Still, there's no way to harvest an email addy from a web form :-)
Just FYI, it would take me a couple of days to write and bug test a script that would harvest the email addresses protected by all of the methods mentioned in this thread (and a variety of other methods as well). It would run on a single processor server and could handle 10's of 1000's of sites per day, if not a lot more.
I beg to differ ;)
It would be a lot faster (and easier) to grab the e-mail addresses manually. Yes, it's easy to write a script that can extract an e-mail address -- but only if you know how the address has been hidden/obfuscated/garbled. E-mail harvesters can impossibly know how any given site has chosen to hide the e-mail address. What makes it even harder is deciphering JavaScripts. What if the username and domain name are in random orders? What if the JS is served by a server side script with random variable names each time? What if the username and domain name are split up in even smaller pieces? There's no way you could write a script that can take all these factors (and many more) into consideration -- at least not in a way that would make it worthwhile. You'd end up spending more time creating the script than it would take you to grab those few addresses manually.

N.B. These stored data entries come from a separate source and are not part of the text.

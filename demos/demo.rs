//! Generate a mailbox and wait for the first message to arrive.

use onesecmail_client::Client;
use std::time::Duration;

#[tokio::main]
async fn main() -> Result<(), onesecmail_client::Error> {
    let client = Client::builder()
        .timeout(Duration::from_secs(15))
        .build()?;

    println!("Domains: {}", client.get_domain_list().await?.join(", "));

    let mailbox = client.generate_random_mailbox().await?;
    println!("Send a message to {mailbox}");

    for _ in 0..12 {
        let messages = mailbox.get_messages().await?;
        if let Some(summary) = messages.first() {
            let mail = mailbox.read_message(summary.id).await?;
            println!("From: {}", mail.from);
            println!("Subject: {}", mail.subject);
            println!("{}", mail.text_body);
            return Ok(());
        }
        tokio::time::sleep(Duration::from_secs(5)).await;
    }

    println!("Nothing arrived.");
    Ok(())
}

That nonwithstanding, someone has done it already Doc, it's called a Web Browser.
All you have to know about javascript is what the final output is intended to be and that's not so hard.
That nonwithstanding, someone has done it already Doc, it's called a Web Browser.

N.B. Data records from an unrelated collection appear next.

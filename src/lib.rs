//! # 1secmail Client
//! Asynchronous wrapper around the 1secmail disposable email HTTP API, providing simple methods to generate inboxes, list and read their messages, and download attachments from Rust using [`Client`] and [`Mailbox`].
//!
//! ## Audience and uses
//! For Rust developers who need throwaway addresses in integration tests, demos, or automation scripts without running mail infrastructure: generate a [`Mailbox`], hand its address to the system under test, then poll for [`Mail`] and fetch any [`Attachment`] bytes.
//!
//! ## Runtime requirements
//! Async-only; run inside a Tokio (v1) runtime. HTTP calls use `reqwest`. Each operation is a single GET request with no retries; configure a timeout through [`ClientBuilder::timeout`] if you need one.
//!
//! ## Out of scope
//! Not a general-purpose mail client, SMTP sender, or durable mailbox. It only proxies the 1secmail service and inherits its availability and retention limits. There is no retry, rate limiting, or caching.
//!
//! ## Errors
//! Transport failures surface as [`Error::Request`], any status other than `200 OK` as [`Error::Status`], and undecodable bodies as [`Error::Json`]. Addresses without exactly one `@`, or with an empty login or domain, are rejected with [`Error::InvalidAddress`]. The crate-wide [`Result`] alias wraps these errors.
//!
//! ## Logging
//! Requests and response statuses are emitted as `tracing` trace-level events. No subscriber is installed by the library.
//!
//! ## Example
//! ```no_run
//! use onesecmail_client::Client;
//!
//! #[tokio::main]
//! async fn main() -> Result<(), onesecmail_client::Error> {
//!     let client = Client::new()?;
//!     let mailbox = client.generate_random_mailbox().await?;
//!     println!("Created: {}", mailbox.address());
//!
//!     for summary in mailbox.get_messages().await? {
//!         let mail = mailbox.read_message(summary.id).await?;
//!         println!("From: {}, Subject: {}", mail.from, mail.subject);
//!         for attachment in &mail.attachments {
//!             let bytes = mailbox
//!                 .download_attachment(mail.id, &attachment.filename)
//!                 .await?
//!                 .bytes()
//!                 .await?;
//!             println!("  {} ({} bytes)", attachment.filename, bytes.len());
//!         }
//!     }
//!     Ok(())
//! }
//! ```

mod client;
mod download;
mod error;
mod mailbox;
mod models;

pub use client::{default_client, Client, ClientBuilder};
pub use download::AttachmentStream;
pub use error::Error;
pub use mailbox::{generate_random_mailbox, generate_random_mailboxes, Mailbox};
pub use models::{Attachment, Mail};

/// Result type alias for 1secmail operations.
///
/// This is equivalent to `std::result::Result<T, Error>`.
pub type Result<T> = std::result::Result<T, Error>;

Which contains millions of lines of code. Written by huge teams of people. And some of which still don't execute javascript reliably, such as safari. From what I've seen getting a browser to fully support dom 1 is not 'easy' at all, that's why neither Opera or Safari have that down yet, and I don't think that their programmers are lacking in skill.

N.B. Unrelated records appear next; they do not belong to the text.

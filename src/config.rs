//! Processor configuration, resolved once at startup.
//!
//! Every setting has two layers: an explicit override taken from the process
//! environment, and the preference stored with the payment method. The override
//! wins. The resolved [`GatewayConfig`] is passed by reference to the components
//! that need it; nothing reads the environment afterwards.

use crate::error::{ReconcileError, Result};
use serde::Deserialize;
use std::collections::HashMap;
use std::fmt;
use std::path::Path;
use std::str::FromStr;

pub const ENV_API_USERNAME: &str = "PSP_API_USERNAME";
pub const ENV_API_PASSWORD: &str = "PSP_API_PASSWORD";
pub const ENV_MERCHANT_ACCOUNT: &str = "PSP_MERCHANT_ACCOUNT";
pub const ENV_ENVIRONMENT: &str = "PSP_ENVIRONMENT";
pub const ENV_REFUND_REASON: &str = "PSP_REFUND_REASON";

/// Settings stored with the payment method.
#[derive(Debug, Clone, Default, Deserialize)]
pub struct Preferences {
    #[serde(default)]
    pub api_username: Option<String>,
    #[serde(default)]
    pub api_password: Option<String>,
    #[serde(default)]
    pub merchant_account: Option<String>,
    #[serde(default)]
    pub environment: Option<String>,
    #[serde(default)]
    pub store_merchant_account_map: HashMap<String, String>,
    #[serde(default)]
    pub refund_reason_id: Option<String>,
}

impl Preferences {
    pub fn load<P: AsRef<Path>>(path: P) -> Result<Self> {
        let bytes = std::fs::read(path)?;
        Ok(serde_json::from_slice(&bytes)?)
    }
}

/// Explicit overrides, captured from the environment in one go.
#[derive(Debug, Clone, Default)]
pub struct EnvOverrides {
    pub api_username: Option<String>,
    pub api_password: Option<String>,
    pub merchant_account: Option<String>,
    pub environment: Option<String>,
    pub refund_reason_id: Option<String>,
}

impl EnvOverrides {
    pub fn from_env() -> Self {
        Self::from_lookup(|key| std::env::var(key).ok())
    }

    /// Builds overrides from any key lookup. Blank values count as unset.
    pub fn from_lookup<F>(lookup: F) -> Self
    where
        F: Fn(&str) -> Option<String>,
    {
        let get = |key: &str| lookup(key).filter(|value| !value.trim().is_empty());
        Self {
            api_username: get(ENV_API_USERNAME),
            api_password: get(ENV_API_PASSWORD),
            merchant_account: get(ENV_MERCHANT_ACCOUNT),
            environment: get(ENV_ENVIRONMENT),
            refund_reason_id: get(ENV_REFUND_REASON),
        }
    }
}

#[derive(Debug, Clone, Copy, PartialEq, Eq, Default)]
pub enum Environment {
    #[default]
    Test,
    Live,
}

impl FromStr for Environment {
    type Err = ReconcileError;

    fn from_str(s: &str) -> Result<Self> {
        match s.to_ascii_lowercase().as_str() {
            "test" => Ok(Self::Test),
            "live" => Ok(Self::Live),
            other => Err(ReconcileError::Config(format!(
                "unknown environment '{other}'"
            ))),
        }
    }
}

/// Resolves the merchant account a request is made under.
#[derive(Debug, Clone, PartialEq, Eq)]
pub struct AccountLocator {
    by_store: HashMap<String, String>,
    default_account: String,
}

impl AccountLocator {
    pub fn new(by_store: HashMap<String, String>, default_account: impl Into<String>) -> Self {
        Self {
            by_store,
            default_account: default_account.into(),
        }
    }

    pub fn for_store(&self, store_code: Option<&str>) -> &str {
        store_code
            .and_then(|code| self.by_store.get(code))
            .map(String::as_str)
            .unwrap_or(&self.default_account)
    }
}

#[derive(Clone)]
pub struct GatewayConfig {
    pub api_username: Option<String>,
    api_password: Option<String>,
    pub environment: Environment,
    pub account_locator: AccountLocator,
    /// Reason recorded on refunds confirmed by the processor.
    pub refund_reason_id: String,
}

impl GatewayConfig {
    pub fn resolve(preferences: &Preferences, overrides: &EnvOverrides) -> Result<Self> {
        fn pick(over: &Option<String>, pref: &Option<String>) -> Option<String> {
            over.clone().or_else(|| pref.clone())
        }

        let merchant_account = pick(&overrides.merchant_account, &preferences.merchant_account)
            .ok_or_else(|| ReconcileError::Config("merchant account is not set".into()))?;
        let refund_reason_id = pick(&overrides.refund_reason_id, &preferences.refund_reason_id)
            .ok_or_else(|| ReconcileError::Config("refund reason is not set".into()))?;
        let environment = pick(&overrides.environment, &preferences.environment)
            .map(|value| value.parse())
            .transpose()?
            .unwrap_or_default();

        Ok(Self {
            api_username: pick(&overrides.api_username, &preferences.api_username),
            api_password: pick(&overrides.api_password, &preferences.api_password),
            environment,
            account_locator: AccountLocator::new(
                preferences.store_merchant_account_map.clone(),
                merchant_account,
            ),
            refund_reason_id,
        })
    }

    pub fn api_password(&self) -> Option<&str> {
        self.api_password.as_deref()
    }
}

impl fmt::Debug for GatewayConfig {
    fn fmt(&self, f: &mut fmt::Formatter<'_>) -> fmt::Result {
        f.debug_struct("GatewayConfig")
            .field("api_username", &self.api_username)
            .field("api_password", &self.api_password.as_ref().map(|_| "****"))
            .field("environment", &self.environment)
            .field("account_locator", &self.account_locator)
            .field("refund_reason_id", &self.refund_reason_id)
            .finish()
    }
}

Forgive me for being skeptical here about IanKelley's claim. I'm not going to worry about claims like this personally, it's easy to say you could do something if you felt like it, that's not a very interesting thing to read to me, what would be more interesting would be to read: oh, I've written that, it was easy, and it works, processes x pages per hour etc.
Given that there is a fair amount of money in the spamming world, and that probably they might have access to good programmers happy to get some of this money, I kind of suspect this might not be quite as easy to do as is here being claimed.
Or maybe it is, who knows? I'll wait and see, when I get my first spam using these methods I'll change the methods, no big deal.
Yes, of course browsers are large software programs. However, a specific routine to parse only a small section of javascript's functionality doesn't take all that much code. You don't have to worry about supporting DOM or parsing the entire JS language.
It doesn't need to be done to see that it's possible. It's very common sense. In much the same way that a contractor could reasonably say he could build another skyscraper after having built them in the past.
I only posted to let people know that the possibility was there.
If my word doesn't do anything for you, consider that the IE shell is freely usable by other software. It would be incredibly easy to run a webpage through IE using windows software and then parse the outputed page (with javascript now parsed and the real email addys displayed by IE's aforementioned million lines of code) for spamable addresses.
One of the reasons it works for now is that the great majority of scrape-able addresses on the web are just hanging their in ordinary HTML, easy picking. Spam addresses are a volume business, so why go to lengths? If that situation shifts, then spambots will shift to match, just as email spammers are shifting their tactics to penetrate the new anti-spam filters.
After almost two years of js protection in one case, the biggest problem has been someone using their protected email address in an unprotected fashion somewhere else on the web.